■ Your objective:
Each line below should be restated word for word.
#### Extracted entries ####
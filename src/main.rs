//! vidbrief CLI entry point.

use anyhow::Result;
use clap::Parser;
use tracing_subscriber::{layer::SubscriberExt, util::SubscriberInitExt, EnvFilter};
use vidbrief::cli::{commands, Cli, Commands};
use vidbrief::config::Settings;

#[tokio::main]
async fn main() -> Result<()> {
    let cli = Cli::parse();

    // Load configuration
    let settings = match &cli.config {
        Some(path) => Settings::load_from(Some(&std::path::PathBuf::from(path)))?,
        None => Settings::load()?,
    };

    // Initialize logging; -v flags take precedence over the configured level
    let log_level = match cli.verbose {
        0 => settings.general.log_level.as_str(),
        1 => "info",
        2 => "debug",
        _ => "trace",
    };

    tracing_subscriber::registry()
        .with(EnvFilter::new(
            std::env::var("RUST_LOG").unwrap_or_else(|_| format!("vidbrief={}", log_level)),
        ))
        .with(tracing_subscriber::fmt::layer().with_target(false))
        .init();

    // Execute command
    match &cli.command {
        Commands::Serve { host, port } => {
            commands::run_serve(host.clone(), *port, settings).await?;
        }

        Commands::Summarize { url } => {
            commands::run_summarize(url, settings).await?;
        }

        Commands::Ask { url, question } => {
            commands::run_ask(url, question, settings).await?;
        }

        Commands::Doctor => {
            commands::run_doctor(&settings)?;
        }

        Commands::Config { action } => {
            commands::run_config(action, settings)?;
        }
    }

    Ok(())
}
####
■ Answer space:
filename src/main.rs
//! vidbrief CLI entry point.

use anyhow::Result;
use clap::Parser;
use tracing_subscriber::{layer::SubscriberExt, util::SubscriberInitExt, EnvFilter};
use vidbrief::cli::{commands, Cli, Commands};
use vidbrief::config::Settings;

#[tokio::main]
async fn main() -> Result<()> {
    let cli = Cli::parse();

    // Load configuration
    let settings = match &cli.config {
        Some(path) => Settings::load_from(Some(&std::path::PathBuf::from(path)))?,
        None => Settings::load()?,
    };

    // Initialize logging; -v flags take precedence over the configured level
    let log_level = match cli.verbose {
        0 => settings.general.log_level.as_str(),
        1 => "info",
        2 => "debug",
        _ => "trace",
    };

    tracing_subscriber::registry()
        .with(EnvFilter::new(
            std::env::var("RUST_LOG").unwrap_or_else(|_| format!("vidbrief={}", log_level)),
        ))
        .with(tracing_subscriber::fmt::layer().with_target(false))
        .init();

    // Execute command
    match &cli.command {
        Commands::Serve { host, port } => {
            commands::run_serve(host.clone(), *port, settings).await?;
        }

        Commands::Summarize { url } => {
            commands::run_summarize(url, settings).await?;
        }

        Commands::Ask { url, question } => {
            commands::run_ask(url, question, settings).await?;
        }

        Commands::Doctor => {
            commands::run_doctor(&settings)?;
        }

        Commands::Config { action } => {
            commands::run_config(action, settings)?;
        }
    }

    Ok(())
}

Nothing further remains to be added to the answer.